As described above, according to the present invention, there is no need to install two systems of wireless equipment, and there is no need to install an antenna on the rooftop. Instead, the wireless equipment can be installed inside the window glass of the opposite building, and a highly reliable line can be established. Can be configured.

As described in detail, according to the wireless device of the present invention, in a pair of wireless devices that communicate via a direct propagation path formed between the antennas disposed opposite to each other, each antenna A sub-antenna that reflects and deflects the radio waves transmitted and received via the antenna is provided in front of the sub-antenna, and a detour propagation path is created between the radio waves transmitted and received via each sub-antenna and the reflector of the other device. A reflector plate forming the antenna is provided opposite each sub-antenna, and a level difference is created between the radio waves transmitted by the detour propagation path and the radio waves propagated by the direct propagation path, making communication between buildings possible.

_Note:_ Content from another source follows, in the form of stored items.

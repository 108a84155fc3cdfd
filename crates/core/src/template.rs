//! Message template rendering.
//!
//! Templates use `{placeholder}` tokens drawn from a fixed variable set
//! ([`PLACEHOLDERS`]). Rendering is total: known placeholders without a value
//! render as an empty string, unknown placeholders are left verbatim. Rules
//! are validated with [`validate_template`] before they are stored or
//! evaluated, so unknown tokens never reach a subscriber.

use std::sync::LazyLock;

use chrono::NaiveDate;
use regex::{Captures, Regex};

use crate::error::CoreError;

// ---------------------------------------------------------------------------
// Constants
// ---------------------------------------------------------------------------

/// Every placeholder a template may reference.
pub const PLACEHOLDERS: [&str; 8] = [
    "patient_name",
    "date",
    "days_until",
    "week_number",
    "due_date",
    "cycle_day",
    "phase_name",
    "tenant_name",
];

/// Maximum template length in characters.
pub const MAX_TEMPLATE_LENGTH: usize = 2_000;

/// Date format used for `{date}` and `{due_date}`.
pub const DATE_FORMAT: &str = "%d/%m/%Y";

/// Regex pattern matching `{placeholder}` tokens.
pub const PLACEHOLDER_PATTERN: &str = r"\{([a-zA-Z_][a-zA-Z0-9_]*)\}";

static PLACEHOLDER_RE: LazyLock<Regex> =
    LazyLock::new(|| Regex::new(PLACEHOLDER_PATTERN).expect("valid regex"));

// ---------------------------------------------------------------------------
// TemplateContext
// ---------------------------------------------------------------------------

/// Values available to a template. `None` renders as an empty string.
#[derive(Debug, Clone, Default, PartialEq, Eq)]
pub struct TemplateContext {
    pub patient_name: Option<String>,
    pub date: Option<NaiveDate>,
    pub days_until: Option<i64>,
    pub week_number: Option<u32>,
    pub due_date: Option<NaiveDate>,
    pub cycle_day: Option<i64>,
    pub phase_name: Option<String>,
    pub tenant_name: Option<String>,
}

impl TemplateContext {
    /// Look up a placeholder. The outer `None` means the name is not a known
    /// placeholder; the inner `None` means it is known but has no value.
    fn lookup(&self, name: &str) -> Option<Option<String>> {
        let value = match name {
            "patient_name" => self.patient_name.clone(),
            "date" => self.date.map(format_date),
            "days_until" => self.days_until.map(|d| d.to_string()),
            "week_number" => self.week_number.map(|w| w.to_string()),
            "due_date" => self.due_date.map(format_date),
            "cycle_day" => self.cycle_day.map(|d| d.to_string()),
            "phase_name" => self.phase_name.clone(),
            "tenant_name" => self.tenant_name.clone(),
            _ => return None,
        };
        Some(value)
    }
}

fn format_date(date: NaiveDate) -> String {
    date.format(DATE_FORMAT).to_string()
}

// ---------------------------------------------------------------------------
// Rendering
// ---------------------------------------------------------------------------

/// Substitute every known placeholder in `template`.
pub fn render(template: &str, ctx: &TemplateContext) -> String {
    PLACEHOLDER_RE
        .replace_all(template, |caps: &Captures| match ctx.lookup(&caps[1]) {
            Some(value) => value.unwrap_or_default(),
            None => caps[0].to_string(),
        })
        .into_owned()
}

/// Placeholder names in `template` that are not part of [`PLACEHOLDERS`].
///
/// Returns a de-duplicated, sorted list.
pub fn unknown_placeholders(template: &str) -> Vec<String> {
    let mut unknown: Vec<String> = PLACEHOLDER_RE
        .captures_iter(template)
        .map(|caps| caps[1].to_string())
        .filter(|name| !PLACEHOLDERS.contains(&name.as_str()))
        .collect();
    unknown.sort();
    unknown.dedup();
    unknown
}

/// Validate a template: non-empty, bounded, and only known placeholders.
pub fn validate_template(template: &str) -> Result<(), CoreError> {
    if template.trim().is_empty() {
        return Err(CoreError::Validation(
            "Message template must not be empty".to_string(),
        ));
    }
    if template.chars().count() > MAX_TEMPLATE_LENGTH {
        return Err(CoreError::Validation(format!(
            "Message template exceeds maximum length of {MAX_TEMPLATE_LENGTH} characters"
        )));
    }
    let unknown = unknown_placeholders(template);
    if !unknown.is_empty() {
        return Err(CoreError::Validation(format!(
            "Message template references unknown placeholders: {}",
            unknown.join(", ")
        )));
    }
    Ok(())
}
// ---------------------------------------------------------------------------
// Daily decision
// ---------------------------------------------------------------------------

/// Decide whether `trigger` fires for a subscriber in `state` on `today`.
///
/// Preference gates are applied here; a subscriber whose preferences do not
/// permit the rule's category is simply not due.
pub fn check_daily(trigger: &TriggerCondition, today: NaiveDate, state: &CycleState) -> DueCheck {
    let prefs = &state.preferences;
    let predictions = state.cycle.predictions();
    let due_if = |cond: bool| if cond { DueCheck::Due } else { DueCheck::NotDue };

    match trigger {
        TriggerCondition::DaysBeforePeriod(days) => match predictions {
            Some(p) if prefs.fertile_window_alerts => {
                due_if(p.days_until_next_period(today) == i64::from(*days))
            }
            _ => DueCheck::NotDue,
        },
        TriggerCondition::OnOvulation => match predictions {
            Some(p) if prefs.ovulation_alert => due_if(today == p.ovulation),
            _ => DueCheck::NotDue,
        },
        TriggerCondition::InFertileWindow => match predictions {
            Some(p) if prefs.fertile_window_alerts => due_if(p.fertile_window.contains(today)),
            _ => DueCheck::NotDue,
        },
        TriggerCondition::RhythmAbstinence => match predictions {
            Some(p) if prefs.rhythm_method_enabled && prefs.rhythm_abstinence_alerts => {
                due_if(p.rhythm_window.contains(today))
            }
            _ => DueCheck::NotDue,
        },
        // Once per predicted period: a cursor on or after the overdue date
        // means this lateness was already confirmed.
        TriggerCondition::PeriodConfirmation => match predictions {
            Some(p)
                if prefs.period_confirmation_reminder
                    && p.is_period_overdue(today)
                    && prefs
                        .last_period_reminder_sent
                        .is_none_or(|last| last < p.overdue_from()) =>
            {
                DueCheck::DueWithCursor(Cursor::PeriodReminder)
            }
            _ => DueCheck::NotDue,
        },
        TriggerCondition::SymptomCodes(codes) => due_if(
            state
                .recent_symptoms
                .iter()
                .any(|logged| codes.iter().any(|code| code == logged)),
        ),
        TriggerCondition::Weekday(weekday) => match (&state.pregnancy, today.weekday()) {
            (Some(pregnancy), current) if current == *weekday => {
                due_if(pregnancy.gestation_week(today).is_some())
            }
            _ => DueCheck::NotDue,
        },
        TriggerCondition::GestationWeek(week) => match &state.pregnancy {
            Some(pregnancy) if pregnancy.gestation_week(today) == Some(*week) => DueCheck::DueOnce {
                since: pregnancy.conception_date,
            },
            _ => DueCheck::NotDue,
        },
        TriggerCondition::CheckupReminder { days } => {
            let Some(last_checkup) = state.last_gyn_checkup else {
                return DueCheck::NotDue;
            };
            let overdue = (today - last_checkup).num_days() >= i64::from(*days);
            let already_reminded = prefs
                .last_checkup_reminder_sent
                .is_some_and(|sent| sent >= last_checkup);
            if prefs.gyn_checkup_alert && overdue && !already_reminded {
                DueCheck::DueWithCursor(Cursor::CheckupReminder)
            } else {
                DueCheck::NotDue
            }
        }
        // Handled by the fine pass.
        TriggerCondition::ContraceptiveReminder => DueCheck::NotDue,
        TriggerCondition::Custom { .. } => DueCheck::DelegateCustom,
    }
}

// ---------------------------------------------------------------------------
// Template context
// ---------------------------------------------------------------------------

/// Build the template variables for one subscriber on `today`.
///
/// `days_until` counts down to the due date for pregnant subscribers and to
/// the predicted next period otherwise (it is omitted once that date passed).
pub fn template_context(
    today: NaiveDate,
    patient_name: &str,
    tenant_name: &str,
    state: &CycleState,
) -> TemplateContext {
    let predictions = state.cycle.predictions();
    let pregnancy = state.pregnancy.as_ref();

    let days_until = match (pregnancy, predictions) {
        (Some(p), _) => Some((p.expected_due_date() - today).num_days()),
        (None, Some(p)) => Some(p.days_until_next_period(today)),
        (None, None) => None,
    }
    .filter(|days| *days >= 0);

    TemplateContext {
        patient_name: Some(patient_name.to_string()),
        date: Some(today),
        days_until,
        week_number: pregnancy.and_then(|p| p.gestation_week(today)),
        due_date: pregnancy.map(|p| p.expected_due_date()),
        cycle_day: predictions.map(|p| p.cycle_day(today)),
        phase_name: predictions.map(|p| p.phase(today).name().to_string()),
        tenant_name: Some(tenant_name.to_string()),
    }
}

Wireless devices that perform this function can maintain the communication line even if there is an obstacle in the radio wave propagation path between the antennas. Therefore, even if the antenna of the wireless device is installed inside the glass window of a building, Communication will not be hindered by window cleaning gondolas, etc.

[Brief explanation of the drawing]

FIG. 1 is a diagram showing an example of installation of a wireless device in conventional inter-building communication, and FIG. 2 is a diagram showing an embodiment of the wireless device of the present invention. 1.2-m-wireless device, 3.4-cable, 5,6-antenna, 11.12-main antenna, 13.14--sub antenna, 15.16--reflector, 17.18-・Glass window, 19°20.21.22--Radio wave path, 23
--Gondola patent applicant Fujitsu Limited

Claims (1)

[Claims] In a pair of wireless devices that perform °ζ communication through a direct propagation path formed between respective antennas installed facing each other,
In addition to providing a sub-antenna that reflects and deflects the radio waves transmitted and received, each of the sub-antennas is equipped with a reflector plate that reflects and deflects the radio waves transmitted and received through each sub-antenna and forms a detour propagation path between it and the reflector plate of the other device. 1. A radio device, characterized in that the wireless device is provided opposite to the sub-antenna, and a level difference is provided between the radio waves transmitted by the detour propagation path and the radio waves propagated by the direct propagation path.